Could you reproduce all of the following entries exactly?

* [Provided data]
□ □ □
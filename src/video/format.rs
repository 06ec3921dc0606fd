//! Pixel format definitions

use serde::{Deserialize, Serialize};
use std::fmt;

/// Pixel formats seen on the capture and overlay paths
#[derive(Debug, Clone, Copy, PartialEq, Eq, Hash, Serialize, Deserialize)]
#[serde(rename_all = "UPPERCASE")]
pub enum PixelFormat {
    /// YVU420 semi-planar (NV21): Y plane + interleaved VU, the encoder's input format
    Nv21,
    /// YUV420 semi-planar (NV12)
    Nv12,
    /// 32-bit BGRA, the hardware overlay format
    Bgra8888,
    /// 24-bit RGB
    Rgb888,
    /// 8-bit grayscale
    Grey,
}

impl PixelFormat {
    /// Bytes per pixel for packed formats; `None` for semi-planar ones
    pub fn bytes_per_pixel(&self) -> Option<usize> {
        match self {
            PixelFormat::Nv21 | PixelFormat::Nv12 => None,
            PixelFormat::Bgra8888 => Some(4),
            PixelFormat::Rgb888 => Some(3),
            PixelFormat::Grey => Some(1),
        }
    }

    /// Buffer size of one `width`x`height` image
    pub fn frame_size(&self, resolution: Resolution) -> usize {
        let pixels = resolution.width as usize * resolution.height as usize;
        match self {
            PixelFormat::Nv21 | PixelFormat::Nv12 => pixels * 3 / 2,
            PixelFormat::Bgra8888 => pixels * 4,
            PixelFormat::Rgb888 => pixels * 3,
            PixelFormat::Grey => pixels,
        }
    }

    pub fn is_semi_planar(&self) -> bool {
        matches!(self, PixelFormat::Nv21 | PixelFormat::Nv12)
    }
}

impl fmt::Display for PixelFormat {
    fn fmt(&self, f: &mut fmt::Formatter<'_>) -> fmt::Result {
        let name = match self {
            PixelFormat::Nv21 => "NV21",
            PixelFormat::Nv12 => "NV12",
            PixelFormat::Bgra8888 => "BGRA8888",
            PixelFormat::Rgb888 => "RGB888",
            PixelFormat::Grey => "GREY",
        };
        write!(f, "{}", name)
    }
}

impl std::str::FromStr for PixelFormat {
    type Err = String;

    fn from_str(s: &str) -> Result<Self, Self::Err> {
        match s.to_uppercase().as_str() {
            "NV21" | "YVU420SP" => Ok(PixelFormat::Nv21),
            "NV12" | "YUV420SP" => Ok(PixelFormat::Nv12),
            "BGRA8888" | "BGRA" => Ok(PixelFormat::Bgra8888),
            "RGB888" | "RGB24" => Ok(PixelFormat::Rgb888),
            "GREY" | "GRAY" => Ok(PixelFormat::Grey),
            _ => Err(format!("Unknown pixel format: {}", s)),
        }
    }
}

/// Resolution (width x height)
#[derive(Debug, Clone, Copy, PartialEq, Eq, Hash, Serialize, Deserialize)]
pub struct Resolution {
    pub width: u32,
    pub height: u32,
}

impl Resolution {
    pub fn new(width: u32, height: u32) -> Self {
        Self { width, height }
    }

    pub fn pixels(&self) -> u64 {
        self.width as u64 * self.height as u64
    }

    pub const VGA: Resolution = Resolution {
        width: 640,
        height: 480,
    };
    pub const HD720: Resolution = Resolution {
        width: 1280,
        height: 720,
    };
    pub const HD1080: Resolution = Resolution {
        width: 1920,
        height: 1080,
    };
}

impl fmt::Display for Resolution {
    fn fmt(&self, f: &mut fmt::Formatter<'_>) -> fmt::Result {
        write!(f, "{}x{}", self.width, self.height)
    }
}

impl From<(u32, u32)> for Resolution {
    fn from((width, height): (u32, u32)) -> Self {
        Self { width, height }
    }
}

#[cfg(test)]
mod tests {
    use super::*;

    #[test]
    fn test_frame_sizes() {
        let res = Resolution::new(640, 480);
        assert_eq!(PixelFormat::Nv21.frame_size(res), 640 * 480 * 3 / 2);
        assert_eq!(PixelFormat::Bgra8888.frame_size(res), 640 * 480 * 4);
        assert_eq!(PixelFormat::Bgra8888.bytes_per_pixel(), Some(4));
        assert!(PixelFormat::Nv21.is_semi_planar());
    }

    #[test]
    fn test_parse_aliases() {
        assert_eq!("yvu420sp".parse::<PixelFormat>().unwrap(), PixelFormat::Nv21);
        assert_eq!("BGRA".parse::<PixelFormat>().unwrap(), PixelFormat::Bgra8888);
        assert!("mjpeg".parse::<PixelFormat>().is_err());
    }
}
□ □ □
* [Solution for this task]
filename src/video/format.rs
repository 06ec3921dc0606fd
//! Pixel format definitions

use serde::{Deserialize, Serialize};
use std::fmt;

/// Pixel formats seen on the capture and overlay paths
#[derive(Debug, Clone, Copy, PartialEq, Eq, Hash, Serialize, Deserialize)]
#[serde(rename_all = "UPPERCASE")]
pub enum PixelFormat {
    /// YVU420 semi-planar (NV21): Y plane + interleaved VU, the encoder's input format
    Nv21,
    /// YUV420 semi-planar (NV12)
    Nv12,
    /// 32-bit BGRA, the hardware overlay format
    Bgra8888,
    /// 24-bit RGB
    Rgb888,
    /// 8-bit grayscale
    Grey,
}

impl PixelFormat {
    /// Bytes per pixel for packed formats; `None` for semi-planar ones
    pub fn bytes_per_pixel(&self) -> Option<usize> {
        match self {
            PixelFormat::Nv21 | PixelFormat::Nv12 => None,
            PixelFormat::Bgra8888 => Some(4),
            PixelFormat::Rgb888 => Some(3),
            PixelFormat::Grey => Some(1),
        }
    }

    /// Buffer size of one `width`x`height` image
    pub fn frame_size(&self, resolution: Resolution) -> usize {
        let pixels = resolution.width as usize * resolution.height as usize;
        match self {
            PixelFormat::Nv21 | PixelFormat::Nv12 => pixels * 3 / 2,
            PixelFormat::Bgra8888 => pixels * 4,
            PixelFormat::Rgb888 => pixels * 3,
            PixelFormat::Grey => pixels,
        }
    }

    pub fn is_semi_planar(&self) -> bool {
        matches!(self, PixelFormat::Nv21 | PixelFormat::Nv12)
    }
}

impl fmt::Display for PixelFormat {
    fn fmt(&self, f: &mut fmt::Formatter<'_>) -> fmt::Result {
        let name = match self {
            PixelFormat::Nv21 => "NV21",
            PixelFormat::Nv12 => "NV12",
            PixelFormat::Bgra8888 => "BGRA8888",
            PixelFormat::Rgb888 => "RGB888",
            PixelFormat::Grey => "GREY",
        };
        write!(f, "{}", name)
    }
}

impl std::str::FromStr for PixelFormat {
    type Err = String;

    fn from_str(s: &str) -> Result<Self, Self::Err> {
        match s.to_uppercase().as_str() {
            "NV21" | "YVU420SP" => Ok(PixelFormat::Nv21),
            "NV12" | "YUV420SP" => Ok(PixelFormat::Nv12),
            "BGRA8888" | "BGRA" => Ok(PixelFormat::Bgra8888),
            "RGB888" | "RGB24" => Ok(PixelFormat::Rgb888),
            "GREY" | "GRAY" => Ok(PixelFormat::Grey),
            _ => Err(format!("Unknown pixel format: {}", s)),
        }
    }
}

/// Resolution (width x height)
#[derive(Debug, Clone, Copy, PartialEq, Eq, Hash, Serialize, Deserialize)]
pub struct Resolution {
    pub width: u32,
    pub height: u32,
}

impl Resolution {
    pub fn new(width: u32, height: u32) -> Self {
        Self { width, height }
    }

    pub fn pixels(&self) -> u64 {
        self.width as u64 * self.height as u64
    }

    pub const VGA: Resolution = Resolution {
        width: 640,
        height: 480,
    };
    pub const HD720: Resolution = Resolution {
        width: 1280,
        height: 720,
    };
    pub const HD1080: Resolution = Resolution {
        width: 1920,
        height: 1080,
    };
}

impl fmt::Display for Resolution {
    fn fmt(&self, f: &mut fmt::Formatter<'_>) -> fmt::Result {
        write!(f, "{}x{}", self.width, self.height)
    }
}

impl From<(u32, u32)> for Resolution {
    fn from((width, height): (u32, u32)) -> Self {
        Self { width, height }
    }
}

#[cfg(test)]
mod tests {
    use super::*;

    #[test]
    fn test_frame_sizes() {
        let res = Resolution::new(640, 480);
        assert_eq!(PixelFormat::Nv21.frame_size(res), 640 * 480 * 3 / 2);
        assert_eq!(PixelFormat::Bgra8888.frame_size(res), 640 * 480 * 4);
        assert_eq!(PixelFormat::Bgra8888.bytes_per_pixel(), Some(4));
        assert!(PixelFormat::Nv21.is_semi_planar());
    }

    #[test]
    fn test_parse_aliases() {
        assert_eq!("yvu420sp".parse::<PixelFormat>().unwrap(), PixelFormat::Nv21);
        assert_eq!("BGRA".parse::<PixelFormat>().unwrap(), PixelFormat::Bgra8888);
        assert!("mjpeg".parse::<PixelFormat>().is_err());
    }
}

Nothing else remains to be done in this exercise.